The age of exploration

As the cultures of Europe grew more sophisticated after the twelfth century, they developed the ability and the desire to explore the larger world. In the fifteenth and sixteenth centuries, countries such as Spain, France, Portugal, and England sent ships across the oceans to look for new trading routes and establish colonies, or outposts of the country that had sent them there. This period is known as the age of exploration. Explorers from these countries traveled throughout the world. They "discovered" lands that they had not known to exist, such as the Americas and Oceania, and explored parts of Africa that had been completely unknown to Europeans before. These explorers' discoveries provide us with the first information about the costume traditions of the discovered peoples.

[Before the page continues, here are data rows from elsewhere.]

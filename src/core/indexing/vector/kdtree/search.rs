// src/core/indexing/vector/kdtree/search.rs

//! Logic for nearest-neighbor and K-Nearest Neighbor (KNN) search in a KD-Tree.
//!
//! Both searches are depth-first over an explicit stack, so a list-shaped
//! tree from sorted input is searched without deep recursion. The child on
//! the target's side of the splitting plane (the near child) is searched
//! first, and the other child only if the plane is closer than the current
//! best match. Distances are compared squared throughout, including the
//! plane offset.

use std::cmp::Ordering;
use std::collections::BinaryHeap;

use super::error::KdTreeError;
use super::tree::{KdNode, KdTree};
use crate::core::vector::similarity::squared_euclidean_distance;

/// A stored point returned by a query.
#[derive(Debug, PartialEq)]
pub struct Neighbor<'a, I> {
    /// Coordinates of the stored point.
    pub point: &'a [f64],
    /// Identifier the point was inserted with, if any.
    pub id: Option<&'a I>,
    /// Euclidean distance from the query target.
    pub distance: f64,
}

// Only references inside, so copyable whatever `I` is.
impl<I> Clone for Neighbor<'_, I> {
    fn clone(&self) -> Self {
        *self
    }
}

impl<I> Copy for Neighbor<'_, I> {}

impl<'a, I> Neighbor<'a, I> {
    fn from_node(node: &'a KdNode<I>, distance_sq: f64) -> Self {
        Self { point: node.point.as_slice(), id: node.id.as_ref(), distance: distance_sq.sqrt() }
    }
}

/// Best match so far during a nearest-neighbor search.
struct Candidate<'a, I> {
    node: &'a KdNode<I>,
    distance_sq: f64,
}

/// Pending work in a depth-first traversal.
///
/// `Cross` holds the far child of an already visited node. Its pruning
/// check runs only when the frame is popped, after the near subtree has
/// been searched with the best distance found there.
enum Frame<'a, I> {
    Visit { node: &'a KdNode<I>, depth: usize },
    Cross { node: &'a KdNode<I>, depth: usize, plane_distance_sq: f64 },
}

impl<'a, I> Frame<'a, I> {
    /// Pushes the children of a visited `node`: far first, so the near child is popped next.
    fn push_children(
        stack: &mut Vec<Self>,
        node: &'a KdNode<I>,
        target: &[f64],
        depth: usize,
    ) {
        let axis = depth % target.len();
        let (near, far) = node.split_children(target[axis], axis);
        if let Some(far) = far {
            let plane_offset = target[axis] - node.point[axis];
            stack.push(Self::Cross {
                node: far,
                depth: depth + 1,
                plane_distance_sq: plane_offset * plane_offset,
            });
        }
        if let Some(near) = near {
            stack.push(Self::Visit { node: near, depth: depth + 1 });
        }
    }
}

/// Outcome of a nearest-neighbor traversal.
struct NearestSearch<'a, I> {
    best: Candidate<'a, I>,
    visits: usize,
}

impl<I> KdTree<I> {
    /// Returns the identifier of the stored point closest to `target`.
    ///
    /// Returns `Ok(None)` when the tree is empty, and also when the closest
    /// point was inserted without an identifier; use
    /// [`KdTree::nearest_neighbor`] to tell the two apart.
    ///
    /// When several points are equally close, the first one reached by the
    /// near-first traversal wins.
    ///
    /// # Errors
    ///
    /// `KdTreeError::DimensionMismatch` if `target` does not have the tree's dimensionality.
    pub fn nearest(&self, target: &[f64]) -> Result<Option<I>, KdTreeError>
    where
        I: Clone,
    {
        Ok(self.nearest_neighbor(target)?.and_then(|neighbor| neighbor.id.cloned()))
    }

    /// Returns the stored point closest to `target` with its identifier and distance.
    ///
    /// # Errors
    ///
    /// `KdTreeError::DimensionMismatch` if `target` does not have the tree's dimensionality.
    pub fn nearest_neighbor(&self, target: &[f64]) -> Result<Option<Neighbor<'_, I>>, KdTreeError> {
        Ok(self.nearest_search(target)?.map(|search| {
            tracing::trace!(visits = search.visits, len = self.len, "nearest-neighbor search done");
            Neighbor::from_node(search.best.node, search.best.distance_sq)
        }))
    }

    /// Number of nodes whose distance a nearest-neighbor query computes.
    #[cfg(test)]
    pub(crate) fn nearest_visits(&self, target: &[f64]) -> Result<usize, KdTreeError> {
        Ok(self.nearest_search(target)?.map_or(0, |search| search.visits))
    }

    fn nearest_search(&self, target: &[f64]) -> Result<Option<NearestSearch<'_, I>>, KdTreeError> {
        self.check_query(target)?;
        let Some(root) = self.root.as_deref() else {
            return Ok(None); // Empty tree
        };
        Ok(Some(search_nearest(root, target)))
    }
}

/// Depth-first nearest-neighbor search over an explicit stack.
///
/// `best` is carried from frame to frame; an empty child pushes no frame and
/// leaves it unchanged. A later point replaces `best` only when strictly closer.
fn search_nearest<'a, I>(root: &'a KdNode<I>, target: &[f64]) -> NearestSearch<'a, I> {
    let mut best = Candidate { node: root, distance_sq: f64::INFINITY };
    let mut visits = 0;
    let mut stack = vec![Frame::Visit { node: root, depth: 0 }];

    while let Some(frame) = stack.pop() {
        match frame {
            Frame::Visit { node, depth } => {
                visits += 1;
                let distance_sq = squared_euclidean_distance(target, &node.point);
                if visits == 1 || distance_sq < best.distance_sq {
                    best = Candidate { node, distance_sq };
                }
                Frame::push_children(&mut stack, node, target, depth);
            }
            Frame::Cross { node, depth, plane_distance_sq } => {
                if plane_distance_sq < best.distance_sq {
                    stack.push(Frame::Visit { node, depth });
                }
            }
        }
    }

    NearestSearch { best, visits }
}

/// Represents an item in the KNN search result priority queue.
///
/// `BinaryHeap` is a max-heap, so the worst kept neighbor sits at `peek()`.
/// Among equal distances the later visit ranks as worse, which keeps the
/// earliest visited points when the heap overflows.
struct HeapEntry<'a, I> {
    distance_sq: f64,
    visit: usize,
    node: &'a KdNode<I>,
}

impl<I> PartialEq for HeapEntry<'_, I> {
    fn eq(&self, other: &Self) -> bool {
        self.cmp(other) == Ordering::Equal
    }
}

impl<I> Eq for HeapEntry<'_, I> {}

impl<I> PartialOrd for HeapEntry<'_, I> {
    fn partial_cmp(&self, other: &Self) -> Option<Ordering> {
        Some(self.cmp(other))
    }
}

impl<I> Ord for HeapEntry<'_, I> {
    fn cmp(&self, other: &Self) -> Ordering {
        self.distance_sq.total_cmp(&other.distance_sq).then(self.visit.cmp(&other.visit))
    }
}

/// Traversal state of a KNN search.
struct KnnSearch<'a, 't, I> {
    target: &'t [f64],
    k: usize,
    visits: usize,
    heap: BinaryHeap<HeapEntry<'a, I>>,
}

impl<I> KdTree<I> {
    /// Performs a K-Nearest Neighbor search.
    ///
    /// Returns up to `k` stored points sorted by ascending distance to
    /// `target`. Equally distant points keep their traversal order, the same
    /// tie rule as [`KdTree::nearest`]. An empty tree or `k == 0` yields an
    /// empty vector.
    ///
    /// # Errors
    ///
    /// `KdTreeError::DimensionMismatch` if `target` does not have the tree's dimensionality.
    pub fn k_nearest(&self, target: &[f64], k: usize) -> Result<Vec<Neighbor<'_, I>>, KdTreeError> {
        Ok(self.knn_search(target, k)?.map_or_else(Vec::new, |search| {
            search
                .heap
                .into_sorted_vec()
                .into_iter()
                .map(|entry| Neighbor::from_node(entry.node, entry.distance_sq))
                .collect()
        }))
    }

    /// Number of nodes whose distance a k-nearest query computes.
    #[cfg(test)]
    pub(crate) fn k_nearest_visits(&self, target: &[f64], k: usize) -> Result<usize, KdTreeError> {
        Ok(self.knn_search(target, k)?.map_or(0, |search| search.visits))
    }

    fn knn_search<'t>(
        &self,
        target: &'t [f64],
        k: usize,
    ) -> Result<Option<KnnSearch<'_, 't, I>>, KdTreeError> {
        self.check_query(target)?;
        let Some(root) = self.root.as_deref() else {
            return Ok(None);
        };
        if k == 0 {
            return Ok(None);
        }

        let mut search = KnnSearch {
            target,
            k,
            visits: 0,
            heap: BinaryHeap::with_capacity(k.saturating_add(1)),
        };
        search.run(root);
        Ok(Some(search))
    }
}

impl<'a, I> KnnSearch<'a, '_, I> {
    fn run(&mut self, root: &'a KdNode<I>) {
        let mut stack = vec![Frame::Visit { node: root, depth: 0 }];
        while let Some(frame) = stack.pop() {
            match frame {
                Frame::Visit { node, depth } => {
                    self.offer(node);
                    Frame::push_children(&mut stack, node, self.target, depth);
                }
                Frame::Cross { node, depth, plane_distance_sq } => {
                    if self.must_cross(plane_distance_sq) {
                        stack.push(Frame::Visit { node, depth });
                    }
                }
            }
        }
    }

    fn offer(&mut self, node: &'a KdNode<I>) {
        let distance_sq = squared_euclidean_distance(self.target, &node.point);
        self.visits += 1;
        let entry = HeapEntry { distance_sq, visit: self.visits, node };

        if self.heap.len() < self.k {
            self.heap.push(entry);
        } else if self.heap.peek().is_some_and(|worst| distance_sq < worst.distance_sq) {
            self.heap.pop();
            self.heap.push(entry);
        }
    }

    fn must_cross(&self, plane_distance_sq: f64) -> bool {
        self.heap.len() < self.k
            || self.heap.peek().is_some_and(|worst| plane_distance_sq < worst.distance_sq)
    }
}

The people who were discovered by the Europeans during the age of exploration had a long history. Human life is believed to have begun in Africa about one million years ago, and to have spread from Africa throughout the world. Humans had begun to settle in North America by 10,000 B.C.E. or earlier, and they spread from there south into Central and South America. Humans reached the major islands of Oceania, spanning from Hawaii in the north to New Zealand in the south, about the same time, though they didn't reach the most distant of the islands until about 1300 C.E. In places, such as Central and South America, they built large and well-organized empires of millions; in other places, such as Oceania, Africa, and North America, humans banded together in small groups or tribes and had simple social lives based on hunting and gathering. Each of these cultures undoubtedly had distinct and notable costume traditions, but we don't possess complete knowledge about the history of these traditions.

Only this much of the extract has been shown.